I have been thinking about the facts of the break up and that I can't change the circumstances.I can't change my age or my heritage just as I can't change my eye color. It's an I love you but situation. I've been here before but this is tougher - I physically hurt. I thought B was my person and I was his. I still do. Everyday, he made me feel special and loved. Everyday. I tried to make him laugh everyday and to put my love into everything I did - I don't know if he felt special everyday like I did.
Instead, I love you but ...
Ex-husband after 10 years: I love you but I love my career more and while you fully support it and we are bonded in our love of words and the pursuit of journalism standards, I'm not willing to make you or our marriage a priority.
Boyfriend of eight years: I love you but I don't know what love is so really I don't love you. I would love to live five miles from you for the rest of my life.
This realization, along with my deteriorating quality of life and health prompted me to move to Florida.
Later, after we were over the relationship and the break up and were friends again, he said, "I should have married you or at least lived with you." Hmm, a little too Pretty Woman "Come on baby, I'll put you up in a great condo."

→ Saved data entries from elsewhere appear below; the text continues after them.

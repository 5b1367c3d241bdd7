//! Participant repository trait.
//!
//! Defines the interface for participant persistence operations.

use async_trait::async_trait;

use super::model::{NewParticipant, Participant};
use crate::error::Result;

/// An abstract store for participant results.
///
/// This trait decouples the game and admin use cases from the storage
/// mechanism (flat JSON file, hosted document database, memory). A single
/// instance is built at startup from configuration and shared as
/// `Arc<dyn ParticipantRepository>`.
///
/// # Implementation Notes
///
/// Implementations provide last-writer-wins semantics only. Duplicate-name
/// detection built on `find_by_name` is a convenience check, not an atomic
/// guarantee.
#[async_trait]
pub trait ParticipantRepository: Send + Sync {
    /// Lists every stored participant, in backend order.
    async fn list(&self) -> Result<Vec<Participant>>;

    /// Finds a participant by name.
    ///
    /// Names are compared case-insensitively after trimming surrounding
    /// whitespace.
    ///
    /// # Returns
    ///
    /// - `Ok(Some(Participant))`: a record exists for the name pair
    /// - `Ok(None)`: no record exists
    /// - `Err(_)`: the store could not be read
    async fn find_by_name(&self, first_name: &str, last_name: &str) -> Result<Option<Participant>>;

    /// Stores a new participant, assigning its id and creation timestamp.
    async fn add(&self, participant: NewParticipant) -> Result<Participant>;

    /// Deletes the participant with the given id.
    ///
    /// # Returns
    ///
    /// - `Ok(())`: the record was removed
    /// - `Err(QweekError::NotFound)`: no record has this id
    /// - `Err(_)`: the store could not be written
    async fn delete_by_id(&self, id: &str) -> Result<()>;
}
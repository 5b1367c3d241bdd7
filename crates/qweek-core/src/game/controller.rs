//! Game flow controller.

use rand::Rng;
use serde::Serialize;

use super::review::RoundReview;
use super::scoring::{score_round1, score_round2};
use super::state::GameState;
use super::summary::FinalSummary;
use crate::error::{QweekError, Result};
use crate::matching::{Answers, ConnectBoard, SelectBoard};
use crate::participant::PlayerName;
use crate::question::{QuestionBank, Round1Item, Round2Item, round1_options, shuffle};

/// Correct answers per round.
#[derive(Debug, Clone, Copy, Default, PartialEq, Eq, Serialize)]
pub struct RoundScores {
    pub round1: u32,
    pub round2: u32,
}

impl RoundScores {
    pub fn combined(&self) -> u32 {
        self.round1 + self.round2
    }
}

/// Owns one player's game session.
///
/// The question order is shuffled once, at construction: round-1 prompts,
/// round-1 options, round-2 prompts and round-2 choices each get an
/// independent permutation so positions never reveal the pairing.
///
/// Every trigger checks the current state and fails with
/// `QweekError::InvalidTransition` without side effects when it does not apply.
#[derive(Debug, Clone)]
pub struct GameController {
    player: PlayerName,
    state: GameState,
    round1_prompts: Vec<Round1Item>,
    round1_options: Vec<String>,
    round2_prompts: Vec<Round2Item>,
    round2_choices: Vec<Round2Item>,
    round1_answers: Answers,
    round2_answers: Answers,
    scores: RoundScores,
    elapsed_seconds: u64,
}

impl GameController {
    /// Starts a session in `Round1` with a thread-local RNG.
    pub fn new(player: PlayerName, bank: QuestionBank) -> Self {
        Self::with_rng(player, bank, &mut rand::thread_rng())
    }

    /// Starts a session in `Round1`, shuffling with the given RNG.
    pub fn with_rng<R: Rng + ?Sized>(player: PlayerName, bank: QuestionBank, rng: &mut R) -> Self {
        let round1_prompts = shuffle(bank.round1(), rng);
        let round1_options = round1_options(&shuffle(bank.round1(), rng));
        let round2_prompts = shuffle(bank.round2(), rng);
        let round2_choices = shuffle(bank.round2(), rng);

        tracing::info!("Game session started for {}", player.display_name());

        Self {
            player,
            state: GameState::Round1,
            round1_prompts,
            round1_options,
            round2_prompts,
            round2_choices,
            round1_answers: Answers::new(),
            round2_answers: Answers::new(),
            scores: RoundScores::default(),
            elapsed_seconds: 0,
        }
    }

    pub fn player(&self) -> &PlayerName {
        &self.player
    }

    pub fn state(&self) -> GameState {
        self.state
    }

    pub fn scores(&self) -> RoundScores {
        self.scores
    }

    pub fn elapsed_seconds(&self) -> u64 {
        self.elapsed_seconds
    }

    pub fn round1_prompts(&self) -> &[Round1Item] {
        &self.round1_prompts
    }

    pub fn round1_options(&self) -> &[String] {
        &self.round1_options
    }

    pub fn round2_prompts(&self) -> &[Round2Item] {
        &self.round2_prompts
    }

    pub fn round2_choices(&self) -> &[Round2Item] {
        &self.round2_choices
    }

    pub fn total_questions(&self) -> u32 {
        (self.round1_prompts.len() + self.round2_prompts.len()) as u32
    }

    /// A fresh round-1 widget over this session's shuffled prompts and options.
    pub fn select_board(&self) -> SelectBoard {
        SelectBoard::new(
            self.round1_prompts.iter().map(|i| i.id),
            self.round1_options.clone(),
        )
    }

    /// A fresh round-2 widget over this session's shuffled columns.
    pub fn connect_board(&self) -> ConnectBoard {
        ConnectBoard::new(
            self.round2_prompts.iter().map(|i| i.id),
            self.round2_choices.iter().map(|i| i.id),
        )
    }

    /// Advances the elapsed-time counter by one second.
    ///
    /// Only counts while a round is being played; returns whether it did.
    pub fn tick(&mut self) -> bool {
        if self.state.is_timed() {
            self.elapsed_seconds += 1;
            true
        } else {
            false
        }
    }

    /// `Round1 -> Result1`: scores the chosen values against the quantities.
    pub fn submit_round1(&mut self, answers: Answers) -> Result<u32> {
        self.expect_state(GameState::Round1, "submit round 1")?;
        let score = score_round1(&self.round1_prompts, &answers);
        self.round1_answers = answers;
        self.scores.round1 = score;
        self.advance();
        Ok(score)
    }

    /// `Result1 -> Round2`.
    pub fn next(&mut self) -> Result<()> {
        self.expect_state(GameState::Result1, "start round 2")?;
        self.advance();
        Ok(())
    }

    /// `Round2 -> Result2`: scores the connections by id equality.
    pub fn submit_round2(&mut self, answers: Answers) -> Result<u32> {
        self.expect_state(GameState::Round2, "submit round 2")?;
        let score = score_round2(&self.round2_prompts, &answers);
        self.round2_answers = answers;
        self.scores.round2 = score;
        self.advance();
        Ok(score)
    }

    /// The result to persist, available once both rounds are scored.
    ///
    /// Does not change state; callers save this and then call `finish`.
    pub fn pending_result(&self) -> Result<FinalSummary> {
        self.expect_state(GameState::Result2, "finish")?;
        Ok(self.summary())
    }

    /// `Result2 -> Final`.
    pub fn finish(&mut self) -> Result<FinalSummary> {
        self.expect_state(GameState::Result2, "finish")?;
        self.advance();
        Ok(self.summary())
    }

    /// The final summary, once the session has reached `Final`.
    pub fn final_summary(&self) -> Option<FinalSummary> {
        (self.state == GameState::Final).then(|| self.summary())
    }

    /// Round-1 result rows, available from `Result1` onwards.
    pub fn round1_review(&self) -> Option<RoundReview> {
        (self.state != GameState::Round1)
            .then(|| RoundReview::round1(&self.round1_prompts, &self.round1_answers))
    }

    /// Round-2 result rows, available from `Result2` onwards.
    pub fn round2_review(&self) -> Option<RoundReview> {
        matches!(self.state, GameState::Result2 | GameState::Final).then(|| {
            RoundReview::round2(
                &self.round2_prompts,
                &self.round2_choices,
                &self.round2_answers,
            )
        })
    }

    fn summary(&self) -> FinalSummary {
        FinalSummary {
            player: self.player.clone(),
            score: self.scores.combined(),
            total: self.total_questions(),
            elapsed_seconds: self.elapsed_seconds,
        }
    }

    fn expect_state(&self, expected: GameState, action: &'static str) -> Result<()> {
        if self.state == expected {
            Ok(())
        } else {
            Err(QweekError::invalid_transition(self.state, action))
        }
    }

    fn advance(&mut self) {
        if let Some(next) = self.state.successor() {
            tracing::debug!("Game state {} -> {}", self.state, next);
            self.state = next;
        }
    }
}
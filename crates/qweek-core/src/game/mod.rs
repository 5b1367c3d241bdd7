//! Game flow: the five-state session machine and its scoring.
//!
//! # Module Structure
//!
//! - `state`: `GameState` and the linear transition order
//! - `scoring`: per-round score rules
//! - `review`: per-question rows shown on the result screens
//! - `summary`: final score, percentage and elapsed time
//! - `controller`: `GameController`, owner of one session's data

mod controller;
mod review;
mod scoring;
mod state;
mod summary;

pub use controller::{GameController, RoundScores};
pub use review::{NOT_ANSWERED, ReviewRow, RoundReview};
pub use scoring::{score_round1, score_round2};
pub use state::GameState;
pub use summary::{FinalSummary, format_elapsed};
//! Data Transfer Objects (DTOs) for persistence.
//!
//! These DTOs represent wire formats of remote stores. They are private to the
//! infrastructure layer; the domain only sees `Participant`.

mod document;

pub use document::{DocumentDto, ListDocumentsResponse};
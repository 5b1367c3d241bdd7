//! Layout-derived geometry for the connect board.
//!
//! Coordinates are relative to the board container. Nothing here feeds
//! scoring; anchors are recomputed whenever the layout changes.

use std::collections::HashMap;

use serde::{Deserialize, Serialize};

#[derive(Debug, Clone, Copy, Default, PartialEq, Serialize, Deserialize)]
pub struct Point {
    pub x: f64,
    pub y: f64,
}

impl Point {
    pub const fn new(x: f64, y: f64) -> Self {
        Self { x, y }
    }

    /// This point expressed relative to `origin`.
    pub fn relative_to(self, origin: Point) -> Point {
        Point::new(self.x - origin.x, self.y - origin.y)
    }
}

/// An axis-aligned box in screen (or terminal cell) coordinates.
#[derive(Debug, Clone, Copy, Default, PartialEq, Serialize, Deserialize)]
pub struct Rect {
    pub left: f64,
    pub top: f64,
    pub width: f64,
    pub height: f64,
}

impl Rect {
    pub const fn new(left: f64, top: f64, width: f64, height: f64) -> Self {
        Self {
            left,
            top,
            width,
            height,
        }
    }

    pub fn origin(&self) -> Point {
        Point::new(self.left, self.top)
    }

    pub fn center(&self) -> Point {
        Point::new(self.left + self.width / 2.0, self.top + self.height / 2.0)
    }
}

/// A straight segment between two points.
#[derive(Debug, Clone, Copy, PartialEq, Serialize, Deserialize)]
pub struct Line {
    pub start: Point,
    pub end: Point,
}

impl Line {
    pub const fn new(start: Point, end: Point) -> Self {
        Self { start, end }
    }
}

/// Item centres relative to the container, one table per column.
///
/// Prompts and answers are keyed separately since a prompt and its matching
/// answer may share an id.
#[derive(Debug, Clone, Default, PartialEq)]
pub struct AnchorMap {
    prompts: HashMap<String, Point>,
    answers: HashMap<String, Point>,
}

impl AnchorMap {
    pub fn new() -> Self {
        Self::default()
    }

    /// Computes anchors from the current layout.
    ///
    /// Each column yields item ids with their on-screen boxes; an anchor is
    /// the box centre translated into container coordinates.
    pub fn from_layout<P, A, S, T>(container: Rect, prompts: P, answers: A) -> Self
    where
        P: IntoIterator<Item = (S, Rect)>,
        A: IntoIterator<Item = (T, Rect)>,
        S: Into<String>,
        T: Into<String>,
    {
        let origin = container.origin();
        Self {
            prompts: prompts
                .into_iter()
                .map(|(id, rect)| (id.into(), rect.center().relative_to(origin)))
                .collect(),
            answers: answers
                .into_iter()
                .map(|(id, rect)| (id.into(), rect.center().relative_to(origin)))
                .collect(),
        }
    }

    pub fn prompt(&self, id: &str) -> Option<Point> {
        self.prompts.get(id).copied()
    }

    pub fn answer(&self, id: &str) -> Option<Point> {
        self.answers.get(id).copied()
    }

    pub fn len(&self) -> usize {
        self.prompts.len() + self.answers.len()
    }

    pub fn is_empty(&self) -> bool {
        self.prompts.is_empty() && self.answers.is_empty()
    }

    /// Line from a prompt to an answer, if both are laid out.
    pub fn line_between(&self, prompt_id: &str, answer_id: &str) -> Option<Line> {
        Some(Line::new(self.prompt(prompt_id)?, self.answer(answer_id)?))
    }
}
//! Question bank: the static items of both rounds and the shuffle used to
//! present them.

mod bank;
mod model;
mod shuffle;

pub use bank::{QuestionBank, ROUND1_ITEMS, ROUND2_ITEMS};
pub use model::{Round1Item, Round2Item, round1_options};
pub use shuffle::shuffle;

LMFH: I love you but I'm a liar and a con artist so I don't actually love you but I'm persuasive so here take care of and love my child and my dog and I'll go out all night and have another girlfriend who lives on my boat and I will lie everyday to you and keep you away from anyone who might tell you what's going on. Oh, and I'll steal all your money and leave you in terrible debt with a hole in your heart for my daughter and the knowledge you WOULD like to have children of your own. Enough said.
Amazingly after this, I still had hope I would find my person in the world and life would work out grand. And despite the lack of trust I had in myself because I let this person in my life, I also felt lucky to have had Kaia in my world for just a little while.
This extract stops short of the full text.